LE CANCER AUTOUR DES INSTALLATIONS NUCLEAIRES
Et voilà qu’en décembre 2007, l'autorité de sûreté nucléaire allemande publie un rapport scientifique montrant un surplus de leucémies infantiles autour des centrales nucléaires allemandes. Pour équilibrer les conséquences néfastes de cette publication , D. Laurier, l'épidémiologiste de l'IRSN, a été chargé d’une étude bibliographique mondiale sur le sujet. Ce n'est pas moins de 450 références qui ont été répertoriées dans son rapport de 200 pages. Elles portent exclusivement sur les leucémies des enfants autour des installations nucléaires du monde entier. Elles sont là pour noyer, Dounray, Sellafield, Hinkley Point en Grande Bretagne, Kruemel en Allemagne, voire La Hague en Cotentin, dans un flot de résultats déclarés non significatifs.
Quand, en juin 2006, je déposai au nom de la Frapna dans le dossier d’enquête publique sur Georges Besse II, la nouvelle usine d’enrichissement d’uranium, une demande d’enquête de cancers autour de Pierrelatte, je ne pensais pas soulever un débat aussi âpre. Après trois réunions d’experts nationaux et locaux , la décision de financer cette étude à hauteur de 50 000 € a été prise le 4 juillet 2008 par la CLI du Tricastin. Du coup, L’IRSN a créé une autre commission d’experts, dont je suis, pour mettre au point une méthode à l’usage des CLI voulant connaître l’état de santé des riverains des installations nucléaires. Elle a déjà siégé quatre fois. Il faut dire ici qu’un débat se développe dans la communauté scientifique ( entre les Académie de médecine, celle des Sciences, la Commission Internationale de Recherche sur le Cancer, d'une part, et les défenseurs de l’Environnement, d'autre part) sur l’origine environnementale des cancers. Ceci, depuis l’affaire de l’amiante.

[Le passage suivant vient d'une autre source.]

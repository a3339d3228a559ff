//! Query composition: bind extracted entities into a template's slots,
//! validate the binding against the schema, and render parameterized SQL.
//!
//! Literals are always emitted as bound parameters, never interpolated into
//! the statement text.

use std::fmt;

use serde::{Deserialize, Serialize};

use crate::catalog::SchemaCatalog;
use crate::config::AssistantConfig;
use crate::error::{AskqlError, AskqlResult};
use crate::matcher::{CompareOp, Entity, EntityKind};
use crate::template::{SlotKind, SlotSpec, Template, TemplateId};

/// SQL keywords that force identifier quoting when they show up as names.
const RESERVED: &[&str] = &[
    "select", "from", "where", "group", "order", "by", "limit", "offset",
    "table", "index", "values", "join", "on", "and", "or", "not", "as",
    "case", "when", "then", "else", "end", "union", "all", "distinct",
    "having", "in", "is", "null", "like", "between", "exists", "set",
    "update", "delete", "insert", "create", "drop", "default", "primary",
    "key", "references", "to", "transaction",
];

/// Always-quoted form, for statements assembled from introspected names.
pub fn quote_identifier(name: &str) -> String {
    format!("\"{}\"", name.replace('"', "\"\""))
}

/// Quote only when the bare name would not survive as an identifier.
fn render_identifier(name: &str) -> String {
    let plain = !name.is_empty()
        && name.chars().next().is_some_and(|c| c.is_ascii_alphabetic() || c == '_')
        && name.chars().all(|c| c.is_ascii_alphanumeric() || c == '_')
        && !RESERVED.contains(&name.to_lowercase().as_str());
    if plain {
        name.to_string()
    } else {
        quote_identifier(name)
    }
}

/// A literal value carried as a bound parameter.
#[derive(Debug, Clone, PartialEq, Serialize, Deserialize)]
#[serde(untagged)]
pub enum BoundValue {
    Int(i64),
    Float(f64),
    Text(String),
}

impl fmt::Display for BoundValue {
    fn fmt(&self, f: &mut fmt::Formatter<'_>) -> fmt::Result {
        match self {
            BoundValue::Int(v) => write!(f, "{v}"),
            BoundValue::Float(v) => write!(f, "{v}"),
            BoundValue::Text(v) => write!(f, "{v}"),
        }
    }
}

impl BoundValue {
    fn is_year(&self) -> bool {
        matches!(self, BoundValue::Int(n) if (1900..=2100).contains(n))
    }
}

/// The resolved value assigned to one slot.
#[derive(Debug, Clone, PartialEq, Serialize, Deserialize)]
#[serde(rename_all = "snake_case")]
pub enum SlotBinding {
    Table(String),
    Column { table: Option<String>, name: String },
    Literal(BoundValue),
    Operator(CompareOp),
    Count(i64),
}

impl SlotBinding {
    /// How this binding reads in a rationale.
    pub fn rendered(&self) -> String {
        match self {
            SlotBinding::Table(name) => name.clone(),
            SlotBinding::Column { table: Some(t), name } => format!("{t}.{name}"),
            SlotBinding::Column { table: None, name } => name.clone(),
            SlotBinding::Literal(v) => v.to_string(),
            SlotBinding::Operator(op) => op.as_sql().to_string(),
            SlotBinding::Count(n) => n.to_string(),
        }
    }
}

/// One bound slot.
#[derive(Debug, Clone, PartialEq, Serialize, Deserialize)]
pub struct BoundSlot {
    pub name: String,
    pub kind: SlotKind,
    pub value: SlotBinding,
}

/// A concrete assignment of schema elements and values to a template's
/// slots for one question.
#[derive(Debug, Clone, PartialEq, Default, Serialize, Deserialize)]
pub struct Binding {
    pub slots: Vec<BoundSlot>,
}

impl Binding {
    pub fn get(&self, name: &str) -> Option<&BoundSlot> {
        self.slots.iter().find(|s| s.name == name)
    }

    fn bound_table(&self) -> Option<&str> {
        self.slots.iter().find_map(|s| match &s.value {
            SlotBinding::Table(name) => Some(name.as_str()),
            _ => None,
        })
    }
}

/// A rendered statement with its parameters and provenance.
#[derive(Debug, Clone, PartialEq)]
pub struct ComposedQuery {
    pub sql: String,
    /// Parameters in placeholder order.
    pub params: Vec<BoundValue>,
    pub template_id: TemplateId,
    pub binding: Binding,
}

/// Bind entities into the template's slots and render SQL.
pub fn compose(
    template: &Template,
    entities: &[Entity],
    catalog: &SchemaCatalog,
    config: &AssistantConfig,
) -> AskqlResult<ComposedQuery> {
    let mut binding = Binding::default();
    let mut used: Vec<usize> = Vec::new();

    for slot in &template.slots {
        match bind_slot(slot, template, entities, catalog, config, &binding, &mut used)? {
            Some(value) => binding.slots.push(BoundSlot {
                name: slot.name.clone(),
                kind: slot.kind,
                value,
            }),
            None => {
                if slot.required {
                    return Err(AskqlError::UnresolvedSlot {
                        slot: slot.name.clone(),
                        kind: slot.kind,
                        pattern: template.pattern.clone(),
                    });
                }
            }
        }
    }

    let (sql, params) = render(template, &binding, config);
    Ok(ComposedQuery {
        sql,
        params,
        template_id: template.id,
        binding,
    })
}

Ce débat fait l'objet d'un autre de mes rapports, sous le titre « Veut-on vraiment nous protéger du cancer ? » ,
que je tiens à votre disposition.
Pour conclure sur le soutien de l'État au lobby nucléaire, on peut faire état d'une décision, récente parmi tant d'autres, du Président de la République, de mise en place d'un conseil permanent interministériel chargé des choix énergétiques de la France. Est-ce la fin de l'ancestral pouvoir du Corps des Mines et de la commission PEON créés après la seconde guerre mondiale ?
(1) lire Menace sur le vivant, la filière nucléaire du plutonium par J.P.Morichaud aux éditions Yves Michel, 5 allée du Torrent- 05000 GAP, tél :0492655224, nouvelle édition revue en octobre 2008.
en rouge : voila pourquoi le projet est passé en force sur soit-disant la transparence-secret défense
en bleu : voila pourquoi ils veulent absolument enfouir tous ces déchets en France, "solution finale"
Voila ce qui nous attend, encore + de pollution et de risques, alors que la décision se fait à l'aube de toutes les fuites qu'on a connu ... hasard ou coïncidence ? la nature nous parle ?
J'espère vous avoir prévenu de ces risques certains qui nous attendent tous demain.